→ Work task: Match the string "ExecutionResult" against each line below, and copy every line that matches.

→ Record excerpts:
BEGIN

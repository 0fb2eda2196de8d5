//! Filter executor.

use crate::executor::{BoxedOperator, ExecutionResult, ExprEvaluator, Operator};
use crate::planner::physical::BoundExpr;
use roster_core::Row;

/// Passes through rows whose predicate evaluates to exactly true.
pub struct FilterExecutor<'a> {
    input: BoxedOperator<'a>,
    predicate: &'a BoundExpr,
    evaluator: ExprEvaluator<'a>,
}

impl<'a> FilterExecutor<'a> {
    /// Creates a new filter executor.
    pub fn new(input: BoxedOperator<'a>, predicate: &'a BoundExpr, evaluator: ExprEvaluator<'a>) -> Self {
        Self {
            input,
            predicate,
            evaluator,
        }
    }
}

impl Operator for FilterExecutor<'_> {
    fn next(&mut self) -> ExecutionResult<Option<Row>> {
        while let Some(row) = self.input.next()? {
            if self.evaluator.eval_predicate(self.predicate, row.values())? {
                return Ok(Some(row));
            }
        }
        Ok(None)
    }
}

END

→ Task answer:
use crate::executor::{BoxedOperator, ExecutionResult, ExprEvaluator, Operator};
    fn next(&mut self) -> ExecutionResult<Option<Row>> {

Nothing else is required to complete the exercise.